_TASK BRIEF:_
The expected output is the data below, restated word for word.
[Start of section]
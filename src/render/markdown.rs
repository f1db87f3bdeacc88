use super::highlight::{frame_width, render_code_block};
use colored::*;
use pulldown_cmark::{CodeBlockKind, Event, HeadingLevel, Options, Parser, Tag, TagEnd};

/// Render Markdown as styled terminal text.
pub fn render_markdown(text: &str) -> String {
    if text.trim().is_empty() {
        return String::new();
    }
    let mut renderer = TerminalRenderer::default();
    for event in Parser::new_ext(text, Options::ENABLE_STRIKETHROUGH | Options::ENABLE_TASKLISTS) {
        renderer.handle(event);
    }
    renderer.finish()
}

#[derive(Default)]
struct TerminalRenderer {
    out: String,
    bold: usize,
    italic: usize,
    strike: usize,
    heading: Option<HeadingLevel>,
    /// One entry per open list: next number for ordered lists.
    lists: Vec<Option<u64>>,
    quote_depth: usize,
    links: Vec<String>,
    code_block: Option<(Option<String>, String)>,
    mid_line: bool,
}

impl TerminalRenderer {
    fn handle(&mut self, event: Event<'_>) {
        if let Some((_, code)) = self.code_block.as_mut() {
            match event {
                Event::Text(text) => {
                    code.push_str(&text);
                    return;
                }
                Event::End(TagEnd::CodeBlock) => {}
                _ => return,
            }
        }

        match event {
            Event::Start(tag) => self.start(tag),
            Event::End(tag) => self.end(tag),
            Event::Text(text) => self.text(&text),
            Event::Code(code) => {
                let styled = format!("`{}`", code).cyan().to_string();
                self.write_styled(&styled);
            }
            Event::Html(html) | Event::InlineHtml(html) => self.text(&html),
            Event::SoftBreak | Event::HardBreak => self.newline(),
            Event::Rule => {
                self.blank_line();
                let rule = "─".repeat(frame_width()).dimmed().to_string();
                self.write_styled(&rule);
                self.blank_line();
            }
            Event::TaskListMarker(checked) => {
                self.write_styled(if checked { "[x] " } else { "[ ] " });
            }
            _ => {}
        }
    }

    fn start(&mut self, tag: Tag<'_>) {
        match tag {
            Tag::Paragraph => self.block_start(),
            Tag::Heading { level, .. } => {
                self.blank_line();
                self.heading = Some(level);
            }
            Tag::BlockQuote(_) => {
                self.block_start();
                self.quote_depth += 1;
            }
            Tag::CodeBlock(kind) => {
                self.block_start();
                let lang = match kind {
                    CodeBlockKind::Fenced(info) => info
                        .split_whitespace()
                        .next()
                        .map(|lang| lang.to_string()),
                    CodeBlockKind::Indented => None,
                };
                self.code_block = Some((lang, String::new()));
            }
            Tag::List(first) => {
                if self.lists.is_empty() {
                    self.block_start();
                } else if self.mid_line {
                    self.newline();
                }
                self.lists.push(first);
            }
            Tag::Item => {
                if self.mid_line {
                    self.newline();
                }
                let depth = self.lists.len().saturating_sub(1);
                let marker = match self.lists.last_mut() {
                    Some(Some(n)) => {
                        let marker = format!("{}. ", n);
                        *n += 1;
                        marker
                    }
                    _ => "• ".to_string(),
                };
                self.write_prefix(depth);
                self.out.push_str(&marker);
                self.mid_line = true;
            }
            Tag::Emphasis => self.italic += 1,
            Tag::Strong => self.bold += 1,
            Tag::Strikethrough => self.strike += 1,
            Tag::Link { dest_url, .. } => self.links.push(dest_url.to_string()),
            Tag::Image { .. } => self.write_styled("[image: "),
            _ => {}
        }
    }

    fn end(&mut self, tag: TagEnd) {
        match tag {
            TagEnd::Paragraph => self.block_end(),
            TagEnd::Heading(_) => {
                self.heading = None;
                self.blank_line();
            }
            TagEnd::BlockQuote(_) => {
                self.quote_depth = self.quote_depth.saturating_sub(1);
                self.block_end();
            }
            TagEnd::CodeBlock => {
                if let Some((lang, code)) = self.code_block.take() {
                    let block = render_code_block(&code, lang.as_deref());
                    for (i, line) in block.lines().enumerate() {
                        if i > 0 {
                            self.newline();
                        }
                        self.write_styled(line);
                    }
                }
                self.block_end();
            }
            TagEnd::List(_) => {
                self.lists.pop();
                if self.lists.is_empty() {
                    self.blank_line();
                }
            }
            TagEnd::Item => {
                if self.mid_line {
                    self.newline();
                }
            }
            TagEnd::Emphasis => self.italic = self.italic.saturating_sub(1),
            TagEnd::Strong => self.bold = self.bold.saturating_sub(1),
            TagEnd::Strikethrough => self.strike = self.strike.saturating_sub(1),
            TagEnd::Link => {
                if let Some(url) = self.links.pop() {
                    if !url.is_empty() {
                        let styled = format!(" <{}>", url).dimmed().to_string();
                        self.write_styled(&styled);
                    }
                }
            }
            TagEnd::Image => self.write_styled("]"),
            _ => {}
        }
    }

    fn text(&mut self, text: &str) {
        for (i, line) in text.split('\n').enumerate() {
            if i > 0 {
                self.newline();
            }
            if !line.is_empty() {
                let styled = self.style(line);
                self.write_styled(&styled);
            }
        }
    }

    fn style(&self, text: &str) -> String {
        let mut styled = text.normal();
        if let Some(level) = self.heading {
            styled = styled.bold();
            if level == HeadingLevel::H1 {
                styled = styled.underline();
            }
        }
        if self.bold > 0 {
            styled = styled.bold();
        }
        if self.italic > 0 {
            styled = styled.italic();
        }
        if self.strike > 0 {
            styled = styled.strikethrough();
        }
        if !self.links.is_empty() {
            styled = styled.blue();
        }
        styled.to_string()
    }

    fn write_styled(&mut self, styled: &str) {
        if !self.mid_line {
            self.write_prefix(self.lists.len());
            self.mid_line = true;
        }
        self.out.push_str(styled);
    }

    /// Quote gutters plus list indentation for a fresh line.
    fn write_prefix(&mut self, list_depth: usize) {
        for _ in 0..self.quote_depth {
            self.out.push_str(&"│ ".dimmed().to_string());
        }
        self.out.push_str(&"  ".repeat(list_depth));
    }

    fn newline(&mut self) {
        self.out.push('\n');
        self.mid_line = false;
    }

    fn blank_line(&mut self) {
        if self.out.is_empty() {
            return;
        }
        if self.mid_line {
            self.newline();
        }
        if !self.out.ends_with("\n\n") {
            self.out.push('\n');
        }
    }

    fn block_start(&mut self) {
        if self.lists.is_empty() {
            self.blank_line();
        } else if self.mid_line {
            self.newline();
        }
    }

    fn block_end(&mut self) {
        if self.lists.is_empty() && self.quote_depth == 0 {
            self.blank_line();
        } else if self.mid_line {
            self.newline();
        }
    }

    fn finish(self) -> String {
        self.out.trim_end_matches('\n').to_string()
    }
}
[End of section]
_EXERCISE SOLUTION:_
filename src/render/markdown.rs
repository f1db87f3bdeacc88
use super::highlight::{frame_width, render_code_block};
use colored::*;
use pulldown_cmark::{CodeBlockKind, Event, HeadingLevel, Options, Parser, Tag, TagEnd};

/// Render Markdown as styled terminal text.
pub fn render_markdown(text: &str) -> String {
    if text.trim().is_empty() {
        return String::new();
    }
    let mut renderer = TerminalRenderer::default();
    for event in Parser::new_ext(text, Options::ENABLE_STRIKETHROUGH | Options::ENABLE_TASKLISTS) {
        renderer.handle(event);
    }
    renderer.finish()
}

#[derive(Default)]
struct TerminalRenderer {
    out: String,
    bold: usize,
    italic: usize,
    strike: usize,
    heading: Option<HeadingLevel>,
    /// One entry per open list: next number for ordered lists.
    lists: Vec<Option<u64>>,
    quote_depth: usize,
    links: Vec<String>,
    code_block: Option<(Option<String>, String)>,
    mid_line: bool,
}

impl TerminalRenderer {
    fn handle(&mut self, event: Event<'_>) {
        if let Some((_, code)) = self.code_block.as_mut() {
            match event {
                Event::Text(text) => {
                    code.push_str(&text);
                    return;
                }
                Event::End(TagEnd::CodeBlock) => {}
                _ => return,
            }
        }

        match event {
            Event::Start(tag) => self.start(tag),
            Event::End(tag) => self.end(tag),
            Event::Text(text) => self.text(&text),
            Event::Code(code) => {
                let styled = format!("`{}`", code).cyan().to_string();
                self.write_styled(&styled);
            }
            Event::Html(html) | Event::InlineHtml(html) => self.text(&html),
            Event::SoftBreak | Event::HardBreak => self.newline(),
            Event::Rule => {
                self.blank_line();
                let rule = "─".repeat(frame_width()).dimmed().to_string();
                self.write_styled(&rule);
                self.blank_line();
            }
            Event::TaskListMarker(checked) => {
                self.write_styled(if checked { "[x] " } else { "[ ] " });
            }
            _ => {}
        }
    }

    fn start(&mut self, tag: Tag<'_>) {
        match tag {
            Tag::Paragraph => self.block_start(),
            Tag::Heading { level, .. } => {
                self.blank_line();
                self.heading = Some(level);
            }
            Tag::BlockQuote(_) => {
                self.block_start();
                self.quote_depth += 1;
            }
            Tag::CodeBlock(kind) => {
                self.block_start();
                let lang = match kind {
                    CodeBlockKind::Fenced(info) => info
                        .split_whitespace()
                        .next()
                        .map(|lang| lang.to_string()),
                    CodeBlockKind::Indented => None,
                };
                self.code_block = Some((lang, String::new()));
            }
            Tag::List(first) => {
                if self.lists.is_empty() {
                    self.block_start();
                } else if self.mid_line {
                    self.newline();
                }
                self.lists.push(first);
            }
            Tag::Item => {
                if self.mid_line {
                    self.newline();
                }
                let depth = self.lists.len().saturating_sub(1);
                let marker = match self.lists.last_mut() {
                    Some(Some(n)) => {
                        let marker = format!("{}. ", n);
                        *n += 1;
                        marker
                    }
                    _ => "• ".to_string(),
                };
                self.write_prefix(depth);
                self.out.push_str(&marker);
                self.mid_line = true;
            }
            Tag::Emphasis => self.italic += 1,
            Tag::Strong => self.bold += 1,
            Tag::Strikethrough => self.strike += 1,
            Tag::Link { dest_url, .. } => self.links.push(dest_url.to_string()),
            Tag::Image { .. } => self.write_styled("[image: "),
            _ => {}
        }
    }

    fn end(&mut self, tag: TagEnd) {
        match tag {
            TagEnd::Paragraph => self.block_end(),
            TagEnd::Heading(_) => {
                self.heading = None;
                self.blank_line();
            }
            TagEnd::BlockQuote(_) => {
                self.quote_depth = self.quote_depth.saturating_sub(1);
                self.block_end();
            }
            TagEnd::CodeBlock => {
                if let Some((lang, code)) = self.code_block.take() {
                    let block = render_code_block(&code, lang.as_deref());
                    for (i, line) in block.lines().enumerate() {
                        if i > 0 {
                            self.newline();
                        }
                        self.write_styled(line);
                    }
                }
                self.block_end();
            }
            TagEnd::List(_) => {
                self.lists.pop();
                if self.lists.is_empty() {
                    self.blank_line();
                }
            }
            TagEnd::Item => {
                if self.mid_line {
                    self.newline();
                }
            }
            TagEnd::Emphasis => self.italic = self.italic.saturating_sub(1),
            TagEnd::Strong => self.bold = self.bold.saturating_sub(1),
            TagEnd::Strikethrough => self.strike = self.strike.saturating_sub(1),
            TagEnd::Link => {
                if let Some(url) = self.links.pop() {
                    if !url.is_empty() {
                        let styled = format!(" <{}>", url).dimmed().to_string();
                        self.write_styled(&styled);
                    }
                }
            }
            TagEnd::Image => self.write_styled("]"),
            _ => {}
        }
    }

    fn text(&mut self, text: &str) {
        for (i, line) in text.split('\n').enumerate() {
            if i > 0 {
                self.newline();
            }
            if !line.is_empty() {
                let styled = self.style(line);
                self.write_styled(&styled);
            }
        }
    }

    fn style(&self, text: &str) -> String {
        let mut styled = text.normal();
        if let Some(level) = self.heading {
            styled = styled.bold();
            if level == HeadingLevel::H1 {
                styled = styled.underline();
            }
        }
        if self.bold > 0 {
            styled = styled.bold();
        }
        if self.italic > 0 {
            styled = styled.italic();
        }
        if self.strike > 0 {
            styled = styled.strikethrough();
        }
        if !self.links.is_empty() {
            styled = styled.blue();
        }
        styled.to_string()
    }

    fn write_styled(&mut self, styled: &str) {
        if !self.mid_line {
            self.write_prefix(self.lists.len());
            self.mid_line = true;
        }
        self.out.push_str(styled);
    }

    /// Quote gutters plus list indentation for a fresh line.
    fn write_prefix(&mut self, list_depth: usize) {
        for _ in 0..self.quote_depth {
            self.out.push_str(&"│ ".dimmed().to_string());
        }
        self.out.push_str(&"  ".repeat(list_depth));
    }

    fn newline(&mut self) {
        self.out.push('\n');
        self.mid_line = false;
    }

    fn blank_line(&mut self) {
        if self.out.is_empty() {
            return;
        }
        if self.mid_line {
            self.newline();
        }
        if !self.out.ends_with("\n\n") {
            self.out.push('\n');
        }
    }

    fn block_start(&mut self) {
        if self.lists.is_empty() {
            self.blank_line();
        } else if self.mid_line {
            self.newline();
        }
    }

    fn block_end(&mut self) {
        if self.lists.is_empty() && self.quote_depth == 0 {
            self.blank_line();
        } else if self.mid_line {
            self.newline();
        }
    }

    fn finish(self) -> String {
        self.out.trim_end_matches('\n').to_string()
    }
}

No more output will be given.